Now I have been messing with other gear in the chain so it's possible, not probable, but possible that perhaps something I did from the previous day is what I'm hearing (messing with a Soekris board ATM), but it's unlikely. What I've been hearing as far as weaknesses since using the Sunrise has been consistent despite all the messing around, up until the cap swap.
I don't know how the Sunrise now compares to costlier retail options, but as far as my own standards, it now sounds like a truly great little amp. I love the build quality and how easy it is for me to work on it without looking like a typical diy frankenmod. I hope G1217 continue to offer new designs and they deserve more love from diy and retail audiophiles alike.
Just my (lengthy) .02.
@Wushuliu pics or it didn't happen! Also, they bend the resistors on the kit now? That's awesome! Mine didn't come bent into shape as you can see from the video above of me building one.

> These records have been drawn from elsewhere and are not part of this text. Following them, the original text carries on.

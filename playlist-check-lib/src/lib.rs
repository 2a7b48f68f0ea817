//! # Playlist Check Library
//!
//! A fast, bounded-concurrency health checker for playlist stream URLs.
//!
//! Each stream URL gets exactly one `HEAD` request. The outcome is classified
//! into a closed status set (`VALID`, `FORBIDDEN`, `NOT_FOUND`, `REDIRECT`,
//! `HTTP_<code>`, `TIMEOUT`, `CONNECTION_ERROR`, `INVALID_URL`) and the batch
//! is summarised in a deterministic text report.
//!
//! ## Quick Start
//!
//! ```rust,no_run
//! use playlist_check_lib::{CheckConfig, PlaylistChecker};
//! use std::time::Duration;
//!
//! #[tokio::main]
//! async fn main() -> Result<(), Box<dyn std::error::Error>> {
//!     let config = CheckConfig::default()
//!         .with_concurrency(20)
//!         .with_timeout(Duration::from_secs(5));
//!     let checker = PlaylistChecker::with_config(config)?;
//!
//!     let report = checker.check_playlist_file("channels.m3u").await?;
//!     println!("{}", report.render_text());
//!     Ok(())
//! }
//! ```
//!
//! ## Features
//!
//! - **Single HEAD probe**: no body download, redirects are reported, not followed
//! - **Bounded concurrency**: a fixed cap on in-flight requests
//! - **Streaming results**: outcomes are available as soon as each probe completes
//! - **Configurable**: TOML files and `PC_*` environment variables

// Re-export main public API types and functions
pub use checker::PlaylistChecker;
pub use concurrent::{ConcurrentProcessor, Progress};
pub use config::{
    load_env_config, parse_timeout_string, ConfigManager, DefaultsConfig, EnvConfig, FileConfig,
    OutputConfig,
};
pub use error::PlaylistCheckError;
pub use playlist::{extract_targets, read_playlist, targets_from_urls, UNKNOWN_LABEL};
pub use prober::{parse_probe_url, StreamProber};
pub use report::{
    fit_label, status_symbol, BatchReport, Reporter, StatusCount, INVALID_SYMBOL,
    PROGRESS_LABEL_WIDTH, VALID_SYMBOL,
};
pub use types::{
    CheckConfig, FailureKind, ProbeOutcome, ProbeStatus, ProbeTarget, DEFAULT_USER_AGENT,
};

// Internal modules - these are not part of the public API
mod checker;
mod concurrent;
mod config;
mod error;
mod playlist;
mod prober;
mod report;
mod types;

// Type alias for convenience
pub type Result<T> = std::result::Result<T, PlaylistCheckError>;

// Library version
pub const VERSION: &str = env!("CARGO_PKG_VERSION");
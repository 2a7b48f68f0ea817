//! Core data types for stream URL probing.
//!
//! This module defines the main data structures used throughout the library:
//! probe targets, classified outcomes, the status taxonomy and the checker
//! configuration.

use serde::{Deserialize, Serialize};
use std::fmt;
use std::str::FromStr;
use std::time::Duration;

/// Default user agent sent with every probe.
pub const DEFAULT_USER_AGENT: &str = "Mozilla/5.0 (IPTV-Validator/1.0)";

/// One playlist entry scheduled for a single existence check.
#[derive(Debug, Clone, PartialEq, Eq, Serialize, Deserialize)]
pub struct ProbeTarget {
    /// Stream URL as written in the playlist (not yet validated)
    pub url: String,

    /// Channel / display name, may be empty
    pub label: String,

    /// 1-based position in the original batch, used for display ordering only
    pub sequence_index: usize,
}

impl ProbeTarget {
    /// Create a new probe target.
    pub fn new<U: Into<String>, L: Into<String>>(url: U, label: L, sequence_index: usize) -> Self {
        Self {
            url: url.into(),
            label: label.into(),
            sequence_index,
        }
    }
}

/// Classified status of one probe.
///
/// The set is closed: every probe resolves to exactly one of these. Codes that
/// have no dedicated variant are carried by `Http`.
#[derive(Debug, Clone, Copy, PartialEq, Eq, Hash, Serialize, Deserialize)]
#[serde(into = "String", try_from = "String")]
pub enum ProbeStatus {
    /// The URL could not be parsed; no request was made
    InvalidUrl,
    /// Server answered 200
    Valid,
    /// Server answered 403
    Forbidden,
    /// Server answered 404
    NotFound,
    /// Server answered 300-399
    Redirect,
    /// Any other HTTP status code
    Http(u16),
    /// No response inside the configured window
    Timeout,
    /// DNS, TCP or TLS level failure
    ConnectionError,
}

/// Coarse failure taxonomy used for error summaries.
#[derive(Debug, Clone, Copy, PartialEq, Eq, Hash, Serialize, Deserialize)]
#[serde(rename_all = "snake_case")]
pub enum FailureKind {
    /// Malformed input, detected before any network activity
    InvalidUrl,
    /// No response within the configured window
    Timeout,
    /// DNS/TCP/TLS-level failure
    ConnectionError,
    /// A response arrived but it was not a 200
    HttpNonSuccess,
}

impl ProbeStatus {
    /// Classify a received HTTP status code.
    ///
    /// First match wins: 200, 403, 404, then the whole 3xx range, then
    /// everything else as `Http(code)`.
    pub fn from_http_code(code: u16) -> Self {
        match code {
            200 => Self::Valid,
            403 => Self::Forbidden,
            404 => Self::NotFound,
            300..=399 => Self::Redirect,
            other => Self::Http(other),
        }
    }

    /// Whether this status counts as a working stream.
    pub fn is_valid(&self) -> bool {
        matches!(self, Self::Valid)
    }

    /// Failure category, `None` for `Valid`.
    pub fn failure_kind(&self) -> Option<FailureKind> {
        match self {
            Self::Valid => None,
            Self::InvalidUrl => Some(FailureKind::InvalidUrl),
            Self::Timeout => Some(FailureKind::Timeout),
            Self::ConnectionError => Some(FailureKind::ConnectionError),
            Self::Forbidden | Self::NotFound | Self::Redirect | Self::Http(_) => {
                Some(FailureKind::HttpNonSuccess)
            }
        }
    }
}

impl fmt::Display for ProbeStatus {
    fn fmt(&self, f: &mut fmt::Formatter<'_>) -> fmt::Result {
        match self {
            Self::InvalidUrl => write!(f, "INVALID_URL"),
            Self::Valid => write!(f, "VALID"),
            Self::Forbidden => write!(f, "FORBIDDEN"),
            Self::NotFound => write!(f, "NOT_FOUND"),
            Self::Redirect => write!(f, "REDIRECT"),
            Self::Http(code) => write!(f, "HTTP_{}", code),
            Self::Timeout => write!(f, "TIMEOUT"),
            Self::ConnectionError => write!(f, "CONNECTION_ERROR"),
        }
    }
}

impl FromStr for ProbeStatus {
    type Err = String;

    fn from_str(s: &str) -> Result<Self, Self::Err> {
        match s {
            "INVALID_URL" => Ok(Self::InvalidUrl),
            "VALID" => Ok(Self::Valid),
            "FORBIDDEN" => Ok(Self::Forbidden),
            "NOT_FOUND" => Ok(Self::NotFound),
            "REDIRECT" => Ok(Self::Redirect),
            "TIMEOUT" => Ok(Self::Timeout),
            "CONNECTION_ERROR" => Ok(Self::ConnectionError),
            other => other
                .strip_prefix("HTTP_")
                .filter(|code| code.len() == 3)
                .and_then(|code| code.parse::<u16>().ok())
                .filter(|&code| Self::from_http_code(code) == Self::Http(code))
                .map(Self::Http)
                .ok_or_else(|| format!("Unknown probe status '{}'", other)),
        }
    }
}

impl From<ProbeStatus> for String {
    fn from(status: ProbeStatus) -> Self {
        status.to_string()
    }
}

impl TryFrom<String> for ProbeStatus {
    type Error = String;

    fn try_from(value: String) -> Result<Self, Self::Error> {
        value.parse()
    }
}

impl fmt::Display for FailureKind {
    fn fmt(&self, f: &mut fmt::Formatter<'_>) -> fmt::Result {
        match self {
            FailureKind::InvalidUrl => write!(f, "invalid URL"),
            FailureKind::Timeout => write!(f, "timeout"),
            FailureKind::ConnectionError => write!(f, "connection error"),
            FailureKind::HttpNonSuccess => write!(f, "HTTP error"),
        }
    }
}

/// Terminal, classified result of probing one target.
#[derive(Debug, Clone, PartialEq, Serialize, Deserialize)]
pub struct ProbeOutcome {
    /// The URL that was probed
    pub url: String,

    /// Label copied from the target
    pub label: String,

    /// Position of the target in the original batch
    pub sequence_index: usize,

    /// Classified status
    pub status: ProbeStatus,

    /// HTTP status code, present only when a response was received
    #[serde(skip_serializing_if = "Option::is_none")]
    pub http_status_code: Option<u16>,

    /// Seconds from dispatch to response headers, rounded to 2 decimals.
    /// Present only when a response was received.
    #[serde(skip_serializing_if = "Option::is_none")]
    pub elapsed_seconds: Option<f64>,

    /// Human-readable cause, present only on failure statuses
    #[serde(skip_serializing_if = "Option::is_none")]
    pub error_detail: Option<String>,
}

impl ProbeOutcome {
    /// Outcome for a target that got no HTTP response.
    pub fn failed<D: Into<String>>(target: &ProbeTarget, status: ProbeStatus, detail: D) -> Self {
        Self {
            url: target.url.clone(),
            label: target.label.clone(),
            sequence_index: target.sequence_index,
            status,
            http_status_code: None,
            elapsed_seconds: None,
            error_detail: Some(detail.into()),
        }
    }

    /// Outcome for a target whose server sent a response.
    pub fn responded(target: &ProbeTarget, code: u16, elapsed: Duration) -> Self {
        let status = ProbeStatus::from_http_code(code);
        Self {
            url: target.url.clone(),
            label: target.label.clone(),
            sequence_index: target.sequence_index,
            status,
            http_status_code: Some(code),
            elapsed_seconds: Some(round_secs(elapsed)),
            error_detail: if status.is_valid() {
                None
            } else {
                Some(format!("HTTP {}", code))
            },
        }
    }

    /// Whether the target is a working stream.
    pub fn is_valid(&self) -> bool {
        self.status.is_valid()
    }
}

/// Round a duration to seconds with two decimal places.
pub(crate) fn round_secs(elapsed: Duration) -> f64 {
    (elapsed.as_secs_f64() * 100.0).round() / 100.0
}

/// Configuration options for a probing batch.
///
/// Passed into the checker once at batch start; nothing in the library
/// reads configuration from global state.
#[derive(Debug, Clone, Serialize, Deserialize)]
pub struct CheckConfig {
    /// Maximum number of probes in flight at once
    /// Default: 10, Minimum: 1
    pub concurrency: usize,

    /// Per-request timeout
    /// Default: 10 seconds
    #[serde(skip)] // Don't serialize Duration directly
    pub timeout: Duration,

    /// User-Agent header sent with every probe
    pub user_agent: String,

    /// Accept invalid TLS certificates (many IPTV hosts use self-signed ones)
    /// Default: false
    pub accept_invalid_certs: bool,
}

impl Default for CheckConfig {
    fn default() -> Self {
        Self {
            concurrency: 10,
            timeout: Duration::from_secs(10),
            user_agent: DEFAULT_USER_AGENT.to_string(),
            accept_invalid_certs: false,
        }
    }
}

impl CheckConfig {
    /// Set the concurrency cap.
    ///
    /// Raised to 1 if zero. Upper limits are enforced by CLI and config
    /// validation, not here.
    pub fn with_concurrency(mut self, concurrency: usize) -> Self {
        self.concurrency = concurrency.max(1);
        self
    }

    /// Set the per-request timeout.
    pub fn with_timeout(mut self, timeout: Duration) -> Self {
        self.timeout = timeout;
        self
    }

    /// Set the User-Agent header value.
    pub fn with_user_agent<S: Into<String>>(mut self, user_agent: S) -> Self {
        self.user_agent = user_agent.into();
        self
    }

    /// Accept or reject invalid TLS certificates.
    pub fn with_accept_invalid_certs(mut self, enabled: bool) -> Self {
        self.accept_invalid_certs = enabled;
        self
    }
}

#[cfg(test)]
mod tests {
    use super::*;

    #[test]
    fn test_classification_priority() {
        assert_eq!(ProbeStatus::from_http_code(200), ProbeStatus::Valid);
        assert_eq!(ProbeStatus::from_http_code(403), ProbeStatus::Forbidden);
        assert_eq!(ProbeStatus::from_http_code(404), ProbeStatus::NotFound);
        assert_eq!(ProbeStatus::from_http_code(300), ProbeStatus::Redirect);
        assert_eq!(ProbeStatus::from_http_code(301), ProbeStatus::Redirect);
        assert_eq!(ProbeStatus::from_http_code(399), ProbeStatus::Redirect);
        assert_eq!(ProbeStatus::from_http_code(204), ProbeStatus::Http(204));
        assert_eq!(ProbeStatus::from_http_code(500), ProbeStatus::Http(500));
    }

    #[test]
    fn test_status_labels() {
        assert_eq!(ProbeStatus::Http(500).to_string(), "HTTP_500");
        assert_eq!(ProbeStatus::InvalidUrl.to_string(), "INVALID_URL");
        assert_eq!(ProbeStatus::ConnectionError.to_string(), "CONNECTION_ERROR");
        assert_eq!("HTTP_503".parse::<ProbeStatus>(), Ok(ProbeStatus::Http(503)));
        assert_eq!("NOT_FOUND".parse::<ProbeStatus>(), Ok(ProbeStatus::NotFound));
        assert!("HTTP_5".parse::<ProbeStatus>().is_err());
        assert!("BROKEN".parse::<ProbeStatus>().is_err());
    }

    #[test]
    fn test_named_codes_rejected_as_http_labels() {
        for label in ["HTTP_200", "HTTP_403", "HTTP_404", "HTTP_302", "HTTP_300", "HTTP_399"] {
            assert!(label.parse::<ProbeStatus>().is_err(), "{} accepted", label);
        }
        assert_eq!("HTTP_500".parse::<ProbeStatus>(), Ok(ProbeStatus::Http(500)));
        assert_eq!("HTTP_204".parse::<ProbeStatus>(), Ok(ProbeStatus::Http(204)));
        assert!(serde_json::from_str::<ProbeStatus>("\"HTTP_200\"").is_err());
    }

    #[test]
    fn test_failed_outcome_has_no_response_fields() {
        let target = ProbeTarget::new("http://slow.test/a", "Slow", 3);
        let outcome =
            ProbeOutcome::failed(&target, ProbeStatus::Timeout, "Request timeout after 10ms");
        assert_eq!(outcome.status, ProbeStatus::Timeout);
        assert_eq!(outcome.http_status_code, None);
        assert_eq!(outcome.elapsed_seconds, None);
        assert_eq!(outcome.sequence_index, 3);
        assert_eq!(
            outcome.error_detail.as_deref(),
            Some("Request timeout after 10ms")
        );
    }

    #[test]
    fn test_status_serializes_as_label() {
        let json = serde_json::to_string(&ProbeStatus::Http(502)).unwrap();
        assert_eq!(json, "\"HTTP_502\"");
        let back: ProbeStatus = serde_json::from_str("\"TIMEOUT\"").unwrap();
        assert_eq!(back, ProbeStatus::Timeout);
    }

    #[test]
    fn test_failure_kind() {
        assert_eq!(ProbeStatus::Valid.failure_kind(), None);
        assert_eq!(
            ProbeStatus::Redirect.failure_kind(),
            Some(FailureKind::HttpNonSuccess)
        );
        assert_eq!(
            ProbeStatus::Http(418).failure_kind(),
            Some(FailureKind::HttpNonSuccess)
        );
        assert_eq!(
            ProbeStatus::InvalidUrl.failure_kind(),
            Some(FailureKind::InvalidUrl)
        );
    }

    #[test]
    fn test_responded_outcome_rounds_elapsed() {
        let target = ProbeTarget::new("http://ok.test/a", "A", 1);
        let outcome = ProbeOutcome::responded(&target, 200, Duration::from_millis(1234));
        assert_eq!(outcome.status, ProbeStatus::Valid);
        assert_eq!(outcome.http_status_code, Some(200));
        assert_eq!(outcome.elapsed_seconds, Some(1.23));
        assert_eq!(outcome.error_detail, None);

        let outcome = ProbeOutcome::responded(&target, 404, Duration::from_millis(5));
        assert_eq!(outcome.elapsed_seconds, Some(0.01));
        assert_eq!(outcome.error_detail.as_deref(), Some("HTTP 404"));
    }

    #[test]
    fn test_config_concurrency_minimum() {
        assert_eq!(CheckConfig::default().with_concurrency(0).concurrency, 1);
        assert_eq!(CheckConfig::default().with_concurrency(150).concurrency, 150);
        assert_eq!(CheckConfig::default().with_concurrency(500).concurrency, 500);
        assert_eq!(CheckConfig::default().concurrency, 10);
        assert_eq!(CheckConfig::default().timeout, Duration::from_secs(10));
    }
}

I've thought of replacing those FG caps as well, but as you noted there aren't any Muse of the proper value. I didn't do what you did because I want the amp to look clean, but maybe I'll go for it at some point here.
Mind showing off where you replaced the resistors as well?
Not too bad. Especially since the stand-offs have be reconfigured for more room below. If I can find out the exact threading size I can order 4 more and get the Sunrise acrylic cover back on. So keeping mods AND still look (relatively) polished is doable.
Input and line output resistors changed to PRP. 100nf bypass caps switched to Wima FKPs. I missed the 56 and 61ohm resistors for the headphone output however. Still need to do those.
Low gain resistors soldered directly to board below. Also 1k Cathode resistors replaced further back (easier to attach from the bottom). Used Muse caps have a small length of wire to the legs so they can bend outwards. Of course If you use brand new ones with their long leads that wouldn't be an issue.